Alexandra Carpenter 1G
Posts: 32
Joined: Sat Jul 22, 2017 3:00 am

### 8.41

The question states, "A 50.0-g ice cube at 0.0 C is added to a glass containing 400.0 g of water at 45.0 C. What is the nal temperature of the system (see Tables 8.2 and 8.3)? Assume that no heat is lost to the surroundings."
The heat of the ice cube is 1.67 x 10^4 J + (209 J/degrees C)(Tfinal) and the heat of the water is (1.67 x 10^3 J/degrees C)(Tfinal)
The solution manual sets them equal to each other and shows the following: -(1.67 x 10^3 J/degrees C)Tfinal + 7.5x10^4 J = 1.67x10^4 J +(209 J/degrees C)(Tfinal)
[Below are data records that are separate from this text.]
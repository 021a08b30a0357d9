use std::sync::mpsc;
use std::time::Duration;

use assert_matches::assert_matches;
use crossterm::event::{KeyCode, KeyEvent, KeyModifiers};
use huemix::clock::ManualClock;
use huemix::runtime::{FixedTicker, MixEvent, Runner, ScriptedEventSource, TestEventSource};
use huemix::{
    Adjustment, Channel, Difficulty, GameConfig, GameMode, Phase, RoundOutcome,
    SessionController, Settings,
};

fn key(c: char) -> MixEvent {
    MixEvent::Key(KeyEvent::new(KeyCode::Char(c), KeyModifiers::NONE))
}

fn adjustment(c: char) -> Option<Adjustment> {
    match c {
        'r' => Some(Adjustment::Channel(Channel::Red, 5)),
        'g' => Some(Adjustment::Channel(Channel::Green, 5)),
        'b' => Some(Adjustment::Channel(Channel::Blue, 5)),
        _ => None,
    }
}

// Headless flow using the runtime + controller without a TTY:
// key events become adjustments until the action budget runs out.
#[test]
fn headless_standard_round_runs_out_of_actions() {
    let config = GameConfig {
        mode: GameMode::Standard,
        difficulty: Difficulty::Normal,
        settings: Settings {
            max_actions: 3,
            accuracy_threshold: 100.0,
            ..Settings::default()
        },
    };
    let mut session = SessionController::with_seed(config, ManualClock::new(), 5);
    session.start();

    let (tx, rx) = mpsc::channel();
    let runner = Runner::new(
        TestEventSource::new(rx),
        FixedTicker::new(Duration::from_millis(5)),
    );
    for c in ['r', 'g', 'b', 'r'] {
        tx.send(key(c)).unwrap();
    }

    for _ in 0..100u32 {
        if let MixEvent::Key(k) = runner.step_session(&mut session) {
            if let KeyCode::Char(c) = k.code {
                if let Some(adj) = adjustment(c) {
                    session.adjust(adj);
                }
            }
        }
        if !session.is_playing() {
            break;
        }
    }

    assert_matches!(
        session.phase(),
        Phase::RoundOver(RoundOutcome::OutOfActions)
    );
    assert_eq!(session.state().actions, 3);
    assert_eq!(session.state().time_left, 60);
}

#[test]
fn headless_timed_session_finishes_by_clock() {
    let config = GameConfig {
        mode: GameMode::Time,
        settings: Settings {
            time_limit: 3,
            ..Settings::default()
        },
        ..GameConfig::default()
    };
    let mut session = SessionController::with_seed(config, ManualClock::new(), 9);
    session.start();

    let runner = Runner::new(
        ScriptedEventSource::default(),
        FixedTicker::new(Duration::from_millis(100)),
    );

    // each runner step stands for 100ms of wall time
    let mut steps = 0;
    while session.is_playing() && steps < 100 {
        session.clock().advance(Duration::from_millis(100));
        assert_eq!(runner.step_session(&mut session), MixEvent::Tick);
        steps += 1;
    }

    assert_eq!(steps, 30);
    assert_matches!(session.phase(), Phase::RoundOver(RoundOutcome::OutOfTime));
    assert_eq!(session.state().time_left, 0);
    assert!(!session.timer_armed());
}

#[test]
fn headless_reset_discards_old_round_timer() {
    let config = GameConfig {
        settings: Settings {
            time_limit: 2,
            ..Settings::default()
        },
        ..GameConfig::default()
    };
    let mut session = SessionController::with_seed(config, ManualClock::new(), 9);
    let runner = Runner::new(
        ScriptedEventSource::default(),
        FixedTicker::new(Duration::from_millis(100)),
    );

    session.start();
    session.clock().advance(Duration::from_millis(1900));
    runner.step_session(&mut session);
    assert_eq!(session.state().time_left, 1);

    session.reset();
    session.clock().advance(Duration::from_millis(200));
    runner.step_session(&mut session);
    assert_eq!(session.state().time_left, 2);
    assert_eq!(session.phase(), Phase::Playing);
}

#[test]
fn headless_endless_hard_keeps_scoring_until_time_runs_out() {
    let config = GameConfig {
        mode: GameMode::Endless,
        difficulty: Difficulty::Hard,
        settings: Settings {
            time_limit: 2,
            max_actions: 1000,
            accuracy_threshold: 0.0,
        },
    };
    let mut session = SessionController::with_seed(config, ManualClock::new(), 21);
    session.start();

    // threshold 0 means any adjustment wins the round
    session.adjust(Adjustment::All(1));
    session.adjust(Adjustment::All(1));
    assert_eq!(session.state().score, 2);
    assert_eq!(session.phase(), Phase::Playing);

    session.clock().advance(Duration::from_secs(2));
    session.pump();
    assert_matches!(session.phase(), Phase::RoundOver(RoundOutcome::OutOfTime));
    assert_eq!(session.snapshot().score, 2);
}
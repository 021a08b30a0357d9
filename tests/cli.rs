use assert_cmd::Command;

#[test]
fn help_lists_game_options() {
    let output = Command::cargo_bin("huemix")
        .unwrap()
        .arg("--help")
        .output()
        .unwrap();

    assert!(output.status.success());
    let stdout = String::from_utf8_lossy(&output.stdout);
    for flag in ["--mode", "--difficulty", "--time-limit", "--max-actions", "--accuracy-threshold"] {
        assert!(stdout.contains(flag), "missing {flag} in help");
    }
}

#[test]
fn rejects_unknown_mode() {
    Command::cargo_bin("huemix")
        .unwrap()
        .args(["--mode", "blitz"])
        .assert()
        .failure();
}

#[test]
fn rejects_out_of_range_threshold() {
    let output = Command::cargo_bin("huemix")
        .unwrap()
        .args(["--accuracy-threshold", "150"])
        .output()
        .unwrap();

    assert!(!output.status.success());
    let stderr = String::from_utf8_lossy(&output.stderr);
    assert!(stderr.contains("out of range"));
}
Where did the +7.5x10^4 J come from??? Sorry this is so long.

Lisa Tang 1C
Posts: 62
Joined: Fri Sep 29, 2017 7:05 am
Been upvoted: 2 times

### Re: 8.41

The 7.5 x 104 comes from the calculation of 400 grams water x (4.184 J/C/g) x (-45). From that I got -7.5 x 104, but because water is losing heat, you make qwater negative, turning the negative value positive (negative x negative= positive). Hope that helps.